To my husband and best friend, Bob,
without whom this book could not have been written.
To our mentor Mason Wang,
for his help in the Chinese classics.
To our daughter Ann Mah,
for her encouragement.
To Zhang Qing-Ying,
for her beautiful calligraphy.
CONTENTS
1. Watching the Tree to Catch a Hare SHOU ZHU DAI TU
2. Light at the End of the Tunnel PI JI TAI LAI
3. Hidden and Nameless Tao DAO YIN WU MING
4. Do Not Do to Others What You Do Not Wish Others to Do To You JI SUO BU YU, WU SHI YU REN
5. Look Inwards for Salvation HUI TOU SHI AN
6. Thousands and Tens of Thousands of Varieties of Qi QI XIANG WAN QIAN
7. Let Food be Medicine YI SHI WEI LIAO
8. Know the Opposite Party as Well as You Know Yourself ZHI JI ZHI BI
9. Hidden Logic Within the Shape of Words ZI XING CANG LI
10. The Sight Strikes a Chord in my Heart CHU JING SHENG QING
11. Frog at the Bottom of a Well JING DI ZHI WA
12. The Lessons of Silence BU YAN ZHI JIAO
1 Watching the Tree to Catch a Hare
SHOU ZHU DAI TU
My grandfather (Ye Ye) and I shared a rapport that neither of us ever verbalised during his lifetime. He was a businessman but was more interested in books than money. As a little girl in Shanghai, I spent hours playing by myself on the balcony attached to his room. Through the French windows I could see him practising calligraphy, writing letters or consulting the I Ching. Sometimes, he would let me ‘help’ him make fresh ink by grinding the ink-stick on an antique stone slab left to him by his father. I did not inherit Ye Ye’s artistic talent and was in awe of his shu fa
(calligraphy).As the youngest stepdaughter in a Chinese family of seven children, I knew I was unwanted and considered by my family to be the lowest of the low. At home, my misery filled my whole world. It was real and deep and I could see no way out, possessing neither the wisdom nor the cynicism to blunt the cruelty and the constant rejection.
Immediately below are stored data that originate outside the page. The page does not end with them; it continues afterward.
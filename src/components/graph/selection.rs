//! Selection state for nodes and links.
//!
//! Two insertion-ordered id sets with set semantics: duplicate inserts and
//! absent removals are no-ops, and no operation errors. Snapshots taken with
//! [`Selection::freeze`] drive the "selection changed" callback; their
//! equality is positional, so callers that care about change detection must
//! rely on consistent iteration order (which the ordered sets provide).

use indexmap::IndexSet;

/// Mutable selection state owned by a single graph instance.
#[derive(Clone, Debug, Default)]
pub struct Selection {
	nodes: IndexSet<String>,
	links: IndexSet<String>,
}

/// Immutable value snapshot of a [`Selection`].
///
/// Sequences are in insertion order. Equality (via `PartialEq`) compares the
/// sequences element-wise, not as sets: removing and re-adding an id moves it
/// to the back and changes perceived equality even though membership is
/// unchanged. Change-detection callers depend on exactly this behavior.
#[derive(Clone, Debug, Default, PartialEq, Eq)]
pub struct SelectionSnapshot {
	/// Selected node ids, in insertion order.
	pub nodes: Vec<String>,
	/// Selected link ids, in insertion order.
	pub links: Vec<String>,
}

impl Selection {
	/// Creates an empty selection.
	pub fn new() -> Self {
		Self::default()
	}

	/// Whether the node id is currently selected.
	pub fn node_is_selected(&self, id: &str) -> bool {
		self.nodes.contains(id)
	}

	/// Whether the link id is currently selected.
	pub fn link_is_selected(&self, id: &str) -> bool {
		self.links.contains(id)
	}

	/// Selects a node. Selecting an already-selected node is a no-op.
	pub fn add_node(&mut self, id: impl Into<String>) {
		self.nodes.insert(id.into());
	}

	/// Selects every node id in the iterator.
	pub fn add_nodes<I>(&mut self, ids: I)
	where
		I: IntoIterator,
		I::Item: Into<String>,
	{
		for id in ids {
			self.add_node(id);
		}
	}

	/// Selects a link. Selecting an already-selected link is a no-op.
	pub fn add_link(&mut self, id: impl Into<String>) {
		self.links.insert(id.into());
	}

	/// Selects every link id in the iterator.
	pub fn add_links<I>(&mut self, ids: I)
	where
		I: IntoIterator,
		I::Item: Into<String>,
	{
		for id in ids {
			self.add_link(id);
		}
	}

	/// Deselects a node. Removing an absent id is a no-op.
	pub fn remove_node(&mut self, id: &str) {
		// shift_remove keeps the remaining insertion order intact
		self.nodes.shift_remove(id);
	}

	/// Deselects a link. Removing an absent id is a no-op.
	pub fn remove_link(&mut self, id: &str) {
		self.links.shift_remove(id);
	}

	/// Flips a node's membership.
	pub fn toggle_node(&mut self, id: &str) {
		if self.node_is_selected(id) {
			self.remove_node(id);
		} else {
			self.add_node(id);
		}
	}

	/// Flips a link's membership.
	pub fn toggle_link(&mut self, id: &str) {
		if self.link_is_selected(id) {
			self.remove_link(id);
		} else {
			self.add_link(id);
		}
	}

	/// Empties both sets.
	pub fn clear(&mut self) {
		self.nodes.clear();
		self.links.clear();
	}

	/// Replaces this selection with a copy of `other`.
	///
	/// The copy is independent: later mutation of either selection does not
	/// affect the other.
	pub fn update(&mut self, other: &Selection) {
		self.nodes = other.nodes.clone();
		self.links = other.links.clone();
	}

	/// Whether nothing is selected.
	pub fn is_empty(&self) -> bool {
		self.nodes.is_empty() && self.links.is_empty()
	}

	/// Takes a value snapshot, independent of subsequent mutation.
	pub fn freeze(&self) -> SelectionSnapshot {
		SelectionSnapshot {
			nodes: self.nodes.iter().cloned().collect(),
			links: self.links.iter().cloned().collect(),
		}
	}
}

impl From<&SelectionSnapshot> for Selection {
	fn from(snapshot: &SelectionSnapshot) -> Self {
		let mut selection = Selection::new();
		selection.add_nodes(snapshot.nodes.iter().cloned());
		selection.add_links(snapshot.links.iter().cloned());
		selection
	}
}

#[cfg(test)]
mod tests {
	use super::*;

	#[test]
	fn add_and_remove_round_trip() {
		let mut s = Selection::new();
		assert!(!s.node_is_selected("a"));

		s.add_node("a");
		assert!(s.node_is_selected("a"));

		s.remove_node("a");
		assert!(!s.node_is_selected("a"));
	}

	#[test]
	fn duplicate_adds_are_idempotent() {
		let mut s = Selection::new();
		s.add_node("a");
		s.add_node("a");
		assert_eq!(s.freeze().nodes, vec!["a"]);

		s.remove_node("a");
		assert!(!s.node_is_selected("a"));
	}

	#[test]
	fn removing_an_absent_id_is_a_no_op() {
		let mut s = Selection::new();
		s.add_link("l1");
		s.remove_link("missing");
		s.remove_node("missing");
		assert!(s.link_is_selected("l1"));
	}

	#[test]
	fn toggle_twice_is_an_involution() {
		let mut s = Selection::new();
		s.toggle_node("a");
		assert!(s.node_is_selected("a"));
		s.toggle_node("a");
		assert!(!s.node_is_selected("a"));

		s.add_link("l1");
		s.toggle_link("l1");
		s.toggle_link("l1");
		assert!(s.link_is_selected("l1"));
	}

	#[test]
	fn clear_empties_both_sets() {
		let mut s = Selection::new();
		s.add_nodes(["a", "b"]);
		s.add_links(["l1"]);
		s.clear();
		assert!(s.is_empty());
	}

	#[test]
	fn frozen_snapshots_are_independent_of_later_mutation() {
		let mut s = Selection::new();
		s.add_node("a");
		let snapshot = s.freeze();

		s.add_node("b");
		assert_eq!(snapshot.nodes, vec!["a"]);
		assert_ne!(s.freeze(), snapshot);
	}

	#[test]
	fn update_copies_without_aliasing() {
		let mut source = Selection::new();
		source.add_nodes(["a", "b"]);
		source.add_link("l1");

		let mut s = Selection::new();
		s.add_node("stale");
		s.update(&source);
		assert_eq!(s.freeze(), source.freeze());

		// mutating either side must not leak into the other
		source.add_node("c");
		assert!(!s.node_is_selected("c"));
		s.remove_node("a");
		assert!(source.node_is_selected("a"));
	}

	#[test]
	fn snapshot_equality_is_positional() {
		let mut s = Selection::new();
		s.add_nodes(["a", "b"]);
		let original = s.freeze();
		assert_eq!(s.freeze(), original);

		// remove then re-add: membership is unchanged, position is not
		s.remove_node("a");
		s.add_node("a");
		assert!(s.node_is_selected("a"));
		assert_eq!(s.freeze().nodes, vec!["b", "a"]);
		assert_ne!(s.freeze(), original);
	}

	#[test]
	fn removal_preserves_remaining_order() {
		let mut s = Selection::new();
		s.add_nodes(["a", "b", "c", "d"]);
		s.remove_node("b");
		assert_eq!(s.freeze().nodes, vec!["a", "c", "d"]);
	}

	#[test]
	fn snapshot_round_trips_through_from() {
		let mut s = Selection::new();
		s.add_nodes(["a", "b"]);
		s.add_links(["l1", "l2"]);
		let snapshot = s.freeze();

		let rebuilt = Selection::from(&snapshot);
		assert_eq!(rebuilt.freeze(), snapshot);
	}
}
When I was ten, my stepmother Niang separated me from my aunt, whom I dearly loved, and placed me in a succession of Catholic boarding schools. I was unaware that all my mail (both incoming and outgoing) was being sent to my parents for censoring. I only knew that I never heard from my aunt or anyone else for the next four years.
During that time I had nobody but my grandfather. Although I was only allowed ‘home’ on three separate occasions, I treasured those brief visits. I did not know then how vital they were to my emotional and spiritual development.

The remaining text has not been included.